3. Análise microscópica de montagem e
- Seguintes corante difusão posição, um único cabo spinal com o lado dorsal para baixo em uma lamela em uma gota de PBS. Tome cuidado para que o DRG anexados são corretamente orientados lateralmente e não se misturam. Aspirar o excesso de fluido e achatar o cabo em um modo de livro aberto invertido com a pinça.
- Monte a preparação sobre uma lâmina de microscópio usando PBS.
- Para evitar o aumento indesejado de análise de fluorescência de fundo coloração microscópica de rotulados projeções axonal deve ser realizada no dia da montagem. Até então, manter os slides no escuro a 4 ° C.
4. Resultados representativos:
A medula espinhal do rato recebe pr aferentesojections de 8 pares de colo do útero, 13 pares de torácicos, 5 pares de pares lombar e sacral DRG 4 de um total de 60 gânglios espinhais. Depois de algum treino uma medula espinhal com a maioria dos DRG ainda ligado pode ser isolado de um embrião em menos de cinco minutos. Este procedimento é adequado para o isolamento de medulas espinhais com DRG em anexo a partir de embriões E13.5 E11.5 para mouse. No entanto, melhores resultados são obtidos a partir E12.5. Resultados exemplar do processo de rotulagem descritos aqui são mostrados na Figura 3. A rotulagem dos DRG em toda a extensão da medula espinhal podem então ser usados para quantificar o comportamento de ramificação axonal em diferentes níveis vertebrais (Fig. 4).
Figura 1. Esquema representando os dois principais modos de ramificação axonal. (A) Desvios pelas atividades do cone de crescimento que poderia levar a uma bifurcação - como indicado aqui - assim como arbors terminal complexos ou(B) formação de colaterais no eixo axônio (intersticial ramificação). O último modo é o tipo dominante de ramificação de projetar axônios corticais e tálamo-cortical 6,7.
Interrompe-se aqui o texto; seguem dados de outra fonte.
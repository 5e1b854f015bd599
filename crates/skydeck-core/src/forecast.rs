//! Forecast strip: condition icons and per-day tiles.

use serde::{Deserialize, Serialize};

use crate::models::ForecastDay;

/// Icon category for a weather condition.
#[derive(Debug, Clone, Copy, PartialEq, Eq, Hash, Serialize, Deserialize)]
#[serde(rename_all = "lowercase")]
pub enum ConditionIcon {
    Sun,
    Cloud,
    Rain,
}

impl ConditionIcon {
    pub fn as_str(&self) -> &'static str {
        match self {
            Self::Sun => "sun",
            Self::Cloud => "cloud",
            Self::Rain => "rain",
        }
    }

    pub fn color_token(&self) -> &'static str {
        match self {
            Self::Sun => "text-yellow-500",
            Self::Cloud => "text-gray-400",
            Self::Rain => "text-blue-500",
        }
    }
}

impl std::fmt::Display for ConditionIcon {
    fn fmt(&self, f: &mut std::fmt::Formatter<'_>) -> std::fmt::Result {
        f.write_str(self.as_str())
    }
}

/// Pick an icon from free text. Rain beats cloud; anything else is sunny.
pub fn icon_for_condition(condition: &str) -> ConditionIcon {
    let lower = condition.to_lowercase();
    if lower.contains("rain") || lower.contains("drizzle") {
        ConditionIcon::Rain
    } else if lower.contains("cloud") {
        ConditionIcon::Cloud
    } else {
        ConditionIcon::Sun
    }
}

/// One rendered forecast tile.
#[derive(Debug, Clone, PartialEq, Serialize)]
pub struct ForecastTile {
    pub day: String,
    pub date: String,
    pub condition: String,
    pub icon: ConditionIcon,
    pub icon_token: &'static str,
    pub max_label: String,
    pub min_label: String,
}

/// Build a tile; an icon set on the day overrides the text classifier.
pub fn tile(day: &ForecastDay) -> ForecastTile {
    let icon = day
        .icon
        .unwrap_or_else(|| icon_for_condition(&day.condition));
    ForecastTile {
        day: day.day.clone(),
        date: day.date.clone(),
        condition: day.condition.clone(),
        icon,
        icon_token: icon.color_token(),
        max_label: degrees(day.max),
        min_label: degrees(day.min),
    }
}

/// Build the strip, substituting the sample week when `days` is empty.
pub fn strip(days: &[ForecastDay]) -> Vec<ForecastTile> {
    if days.is_empty() {
        tracing::debug!("No forecast supplied, showing sample week");
        return default_week().iter().map(tile).collect();
    }
    days.iter().map(tile).collect()
}

/// The five-day sample forecast (°F).
pub fn default_week() -> Vec<ForecastDay> {
    [
        ("Mon", "06/20", 68.0, 85.0, "Sunny", ConditionIcon::Sun),
        ("Tue", "06/21", 70.0, 83.0, "Cloudy", ConditionIcon::Cloud),
        ("Wed", "06/22", 65.0, 77.0, "Rainy", ConditionIcon::Rain),
        ("Thu", "06/23", 67.0, 79.0, "Cloudy", ConditionIcon::Cloud),
        ("Fri", "06/24", 70.0, 82.0, "Sunny", ConditionIcon::Sun),
    ]
    .into_iter()
    .map(|(day, date, min, max, condition, icon)| ForecastDay {
        day: day.into(),
        date: date.into(),
        min,
        max,
        condition: condition.into(),
        icon: Some(icon),
    })
    .collect()
}

fn degrees(value: f64) -> String {
    format!("{value}°")
}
Figura 2 projeções aferentes dos neurônios DRG para a medula espinhal embrionárias mostrar os dois tipos de ramificação axonal:. Axônios primeira filial na DREZ pela bifurcação (1) e da forma filha ramos colaterais resultantes após um período de espera por intersticial ramificação (2).
Figura 3. Visualização de trajetórias individuais axonal de neurônios DRG embrionárias mouse. (A) da medula espinhal com DRG anexado preparados a partir de um embrião de rato E12.5. (Barra Escala, 1 mm.) (BD) vistas dorsal da DII marcado DRG de camundongos selvagens com ampliação crescente são mostrados. Em B a cada DRG segundo é labeled por DII. Imagens de fluorescência são invertidos, caudal está à esquerda e em C e D, lateral está no fundo. Em C um pequeno número de axônios é rotulado e em maior ampliação da presença de T-like ramos podem ser identificados no DREZ da medula espinhal. (Escala de barras, 250 mM (B), 100 mm (C) e 50 mm (D).)
Figura 4. Quantificação dos ramos em forma de T, única gira rostral ou caudal no tipo selvagem e C-peptídeo natriurético do tipo (CNP) camundongos deficientes em E13.5. O número de axônios única contados são dadas entre parênteses para os níveis de tronco diferentes para cada genótipo. C-ou-R voltas - o crescimento somente na direção caudal ou rostral, respectivamente.
Figura 5. A GMPc desencadeia sinalização bifurcação axônio sensorial na DREZ da medula espinhal. (A) Esquema dea via de sinalização composta cGMP do ligante CNP, o receptor de guanilato ciclase Npr2 ea serina / treonina quinase cGKIα em neurônios DRG embrionárias. Npr2 gera cGMP de GTP com a estimulação pelo CNP. (B) Dii rastreamento de axônios única de neurônios DRG em camundongos wild-type e CNP-deficiente. (Barra Escala, 25 mm.)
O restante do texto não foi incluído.